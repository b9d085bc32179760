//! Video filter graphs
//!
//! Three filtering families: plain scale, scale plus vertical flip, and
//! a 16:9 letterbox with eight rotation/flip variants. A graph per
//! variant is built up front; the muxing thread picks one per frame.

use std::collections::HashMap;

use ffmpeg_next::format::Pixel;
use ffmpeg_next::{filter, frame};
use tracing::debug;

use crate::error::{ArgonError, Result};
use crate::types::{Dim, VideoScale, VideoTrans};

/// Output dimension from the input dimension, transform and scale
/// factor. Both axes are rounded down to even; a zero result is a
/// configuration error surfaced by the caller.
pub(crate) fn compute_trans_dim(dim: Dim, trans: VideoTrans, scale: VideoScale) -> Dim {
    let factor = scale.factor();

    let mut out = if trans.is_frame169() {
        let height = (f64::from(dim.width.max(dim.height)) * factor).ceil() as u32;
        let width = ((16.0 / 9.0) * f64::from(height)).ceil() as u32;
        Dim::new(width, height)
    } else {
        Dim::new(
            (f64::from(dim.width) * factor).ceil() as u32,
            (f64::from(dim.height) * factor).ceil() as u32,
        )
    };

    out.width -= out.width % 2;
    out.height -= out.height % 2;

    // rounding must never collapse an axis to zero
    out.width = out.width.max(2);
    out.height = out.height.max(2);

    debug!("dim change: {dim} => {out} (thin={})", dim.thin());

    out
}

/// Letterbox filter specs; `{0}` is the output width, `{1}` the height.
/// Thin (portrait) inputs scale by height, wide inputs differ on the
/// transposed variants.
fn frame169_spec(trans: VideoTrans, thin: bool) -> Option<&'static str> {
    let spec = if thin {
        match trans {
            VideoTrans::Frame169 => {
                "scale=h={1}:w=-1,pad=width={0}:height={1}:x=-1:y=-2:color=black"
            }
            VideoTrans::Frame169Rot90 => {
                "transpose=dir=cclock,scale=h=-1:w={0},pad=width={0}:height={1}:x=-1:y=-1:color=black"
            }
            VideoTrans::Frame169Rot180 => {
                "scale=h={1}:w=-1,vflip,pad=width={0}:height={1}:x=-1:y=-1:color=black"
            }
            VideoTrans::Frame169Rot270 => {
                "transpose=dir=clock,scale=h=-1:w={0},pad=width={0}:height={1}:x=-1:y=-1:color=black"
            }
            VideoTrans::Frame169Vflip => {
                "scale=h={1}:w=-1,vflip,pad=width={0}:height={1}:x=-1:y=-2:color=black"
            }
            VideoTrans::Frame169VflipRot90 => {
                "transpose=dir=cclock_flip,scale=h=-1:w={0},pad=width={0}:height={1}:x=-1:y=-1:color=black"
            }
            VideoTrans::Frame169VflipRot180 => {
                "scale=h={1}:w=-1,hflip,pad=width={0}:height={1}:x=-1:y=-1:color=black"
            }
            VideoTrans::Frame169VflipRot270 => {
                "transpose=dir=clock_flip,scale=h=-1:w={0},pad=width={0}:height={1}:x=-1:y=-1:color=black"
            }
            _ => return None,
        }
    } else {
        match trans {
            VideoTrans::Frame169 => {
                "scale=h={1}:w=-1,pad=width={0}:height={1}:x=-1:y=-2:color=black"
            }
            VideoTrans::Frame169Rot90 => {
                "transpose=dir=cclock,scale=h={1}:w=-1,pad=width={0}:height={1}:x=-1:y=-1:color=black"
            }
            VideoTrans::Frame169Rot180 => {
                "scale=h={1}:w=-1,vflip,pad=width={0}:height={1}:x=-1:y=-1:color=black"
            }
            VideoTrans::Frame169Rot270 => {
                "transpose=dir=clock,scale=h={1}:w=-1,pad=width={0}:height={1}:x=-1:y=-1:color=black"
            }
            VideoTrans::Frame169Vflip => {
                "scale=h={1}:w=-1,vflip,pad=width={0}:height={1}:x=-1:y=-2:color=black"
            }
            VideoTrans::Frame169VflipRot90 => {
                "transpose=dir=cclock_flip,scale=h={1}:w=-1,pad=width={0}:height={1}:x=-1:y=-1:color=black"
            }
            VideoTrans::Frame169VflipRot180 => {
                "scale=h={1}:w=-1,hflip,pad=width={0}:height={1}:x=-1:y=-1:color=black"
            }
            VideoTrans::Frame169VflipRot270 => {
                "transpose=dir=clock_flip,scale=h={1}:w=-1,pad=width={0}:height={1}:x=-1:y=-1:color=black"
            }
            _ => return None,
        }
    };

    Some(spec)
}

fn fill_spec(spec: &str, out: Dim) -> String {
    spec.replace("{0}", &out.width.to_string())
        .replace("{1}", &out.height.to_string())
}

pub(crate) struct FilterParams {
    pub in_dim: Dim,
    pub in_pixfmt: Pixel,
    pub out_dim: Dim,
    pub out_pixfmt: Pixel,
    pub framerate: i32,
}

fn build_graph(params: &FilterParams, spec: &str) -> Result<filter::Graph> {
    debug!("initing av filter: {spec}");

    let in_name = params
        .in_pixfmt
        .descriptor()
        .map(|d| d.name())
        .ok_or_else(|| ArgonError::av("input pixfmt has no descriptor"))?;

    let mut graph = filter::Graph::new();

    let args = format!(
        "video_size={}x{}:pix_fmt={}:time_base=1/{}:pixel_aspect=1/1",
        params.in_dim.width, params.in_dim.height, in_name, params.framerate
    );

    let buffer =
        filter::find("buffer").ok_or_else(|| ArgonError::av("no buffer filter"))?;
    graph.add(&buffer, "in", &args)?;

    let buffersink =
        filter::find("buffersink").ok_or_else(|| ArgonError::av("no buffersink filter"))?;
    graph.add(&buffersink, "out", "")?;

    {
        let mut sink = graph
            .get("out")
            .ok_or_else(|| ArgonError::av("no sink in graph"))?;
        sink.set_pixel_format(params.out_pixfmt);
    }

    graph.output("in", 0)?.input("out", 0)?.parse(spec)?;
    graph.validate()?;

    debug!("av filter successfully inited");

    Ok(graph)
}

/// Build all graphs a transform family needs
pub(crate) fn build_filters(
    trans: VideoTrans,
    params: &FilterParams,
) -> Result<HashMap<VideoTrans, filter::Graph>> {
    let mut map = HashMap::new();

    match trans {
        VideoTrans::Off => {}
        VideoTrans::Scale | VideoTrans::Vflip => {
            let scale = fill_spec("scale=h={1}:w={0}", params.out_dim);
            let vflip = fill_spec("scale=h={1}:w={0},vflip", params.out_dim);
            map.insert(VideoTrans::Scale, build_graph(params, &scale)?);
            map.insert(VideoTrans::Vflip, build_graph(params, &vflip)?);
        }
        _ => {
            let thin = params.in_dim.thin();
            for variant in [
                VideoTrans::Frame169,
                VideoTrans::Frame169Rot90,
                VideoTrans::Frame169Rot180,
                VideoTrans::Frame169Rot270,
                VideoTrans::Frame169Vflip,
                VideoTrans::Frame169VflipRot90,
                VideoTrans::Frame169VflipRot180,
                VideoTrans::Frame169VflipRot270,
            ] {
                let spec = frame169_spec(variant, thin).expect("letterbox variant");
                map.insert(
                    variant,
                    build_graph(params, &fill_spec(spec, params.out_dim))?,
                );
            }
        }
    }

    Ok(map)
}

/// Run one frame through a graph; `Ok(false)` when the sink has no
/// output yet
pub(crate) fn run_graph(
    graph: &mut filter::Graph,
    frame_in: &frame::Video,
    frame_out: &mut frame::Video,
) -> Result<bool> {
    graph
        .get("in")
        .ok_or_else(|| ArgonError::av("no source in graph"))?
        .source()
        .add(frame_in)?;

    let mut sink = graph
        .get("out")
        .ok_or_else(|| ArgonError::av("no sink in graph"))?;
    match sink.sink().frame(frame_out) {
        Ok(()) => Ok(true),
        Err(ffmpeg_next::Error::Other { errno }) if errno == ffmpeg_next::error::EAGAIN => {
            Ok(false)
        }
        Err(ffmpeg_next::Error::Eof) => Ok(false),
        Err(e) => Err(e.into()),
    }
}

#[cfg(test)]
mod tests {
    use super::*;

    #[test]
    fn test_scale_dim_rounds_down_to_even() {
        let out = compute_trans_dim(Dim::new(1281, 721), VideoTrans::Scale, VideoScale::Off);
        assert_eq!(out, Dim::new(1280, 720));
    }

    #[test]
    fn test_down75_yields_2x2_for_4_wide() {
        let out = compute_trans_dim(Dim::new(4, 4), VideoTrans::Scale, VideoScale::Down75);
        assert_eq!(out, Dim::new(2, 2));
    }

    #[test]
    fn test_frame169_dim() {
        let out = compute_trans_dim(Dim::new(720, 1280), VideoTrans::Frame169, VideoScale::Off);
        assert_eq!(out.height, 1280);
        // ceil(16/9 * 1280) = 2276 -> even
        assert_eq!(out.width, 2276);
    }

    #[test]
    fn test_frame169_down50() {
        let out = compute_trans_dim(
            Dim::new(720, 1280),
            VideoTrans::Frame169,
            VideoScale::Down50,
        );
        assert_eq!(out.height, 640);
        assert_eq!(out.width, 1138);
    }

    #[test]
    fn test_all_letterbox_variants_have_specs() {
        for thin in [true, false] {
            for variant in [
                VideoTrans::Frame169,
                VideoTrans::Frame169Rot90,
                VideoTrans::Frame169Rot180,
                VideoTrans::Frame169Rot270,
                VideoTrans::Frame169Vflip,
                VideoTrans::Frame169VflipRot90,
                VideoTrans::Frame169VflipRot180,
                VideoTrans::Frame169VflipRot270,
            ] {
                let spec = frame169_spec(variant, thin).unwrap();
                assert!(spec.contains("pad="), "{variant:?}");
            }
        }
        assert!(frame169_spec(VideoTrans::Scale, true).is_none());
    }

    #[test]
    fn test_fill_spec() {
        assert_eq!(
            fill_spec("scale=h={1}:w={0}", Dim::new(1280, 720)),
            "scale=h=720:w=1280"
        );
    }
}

++++++++

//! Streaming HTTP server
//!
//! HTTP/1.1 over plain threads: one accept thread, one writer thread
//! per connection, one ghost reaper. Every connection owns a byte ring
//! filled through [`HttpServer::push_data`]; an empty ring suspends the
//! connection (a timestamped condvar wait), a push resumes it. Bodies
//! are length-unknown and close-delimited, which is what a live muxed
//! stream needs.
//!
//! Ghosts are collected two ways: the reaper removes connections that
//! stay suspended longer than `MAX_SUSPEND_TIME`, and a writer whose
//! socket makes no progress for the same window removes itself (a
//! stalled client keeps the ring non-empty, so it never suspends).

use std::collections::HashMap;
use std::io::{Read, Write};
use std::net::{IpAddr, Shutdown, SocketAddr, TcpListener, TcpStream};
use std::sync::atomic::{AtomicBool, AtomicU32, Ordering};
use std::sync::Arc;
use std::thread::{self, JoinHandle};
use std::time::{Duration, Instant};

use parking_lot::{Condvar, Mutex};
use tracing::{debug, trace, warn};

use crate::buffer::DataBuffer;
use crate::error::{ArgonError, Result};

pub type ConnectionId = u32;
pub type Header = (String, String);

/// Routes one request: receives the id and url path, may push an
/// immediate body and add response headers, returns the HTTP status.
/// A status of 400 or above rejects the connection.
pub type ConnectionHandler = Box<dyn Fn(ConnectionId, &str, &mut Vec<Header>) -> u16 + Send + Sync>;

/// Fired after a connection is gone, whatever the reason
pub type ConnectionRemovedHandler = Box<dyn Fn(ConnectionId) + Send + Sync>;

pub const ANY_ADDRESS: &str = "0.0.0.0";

++++++++

**Task goal**
Using the data above, reproduce exactly the lines from the line that contains "pub type Header = (String, String);" through the line that contains "rejects the connection.", including both.

**Written reply**
pub type Header = (String, String);

/// Routes one request: receives the id and url path, may push an
/// immediate body and add response headers, returns the HTTP status.
/// A status of 400 or above rejects the connection.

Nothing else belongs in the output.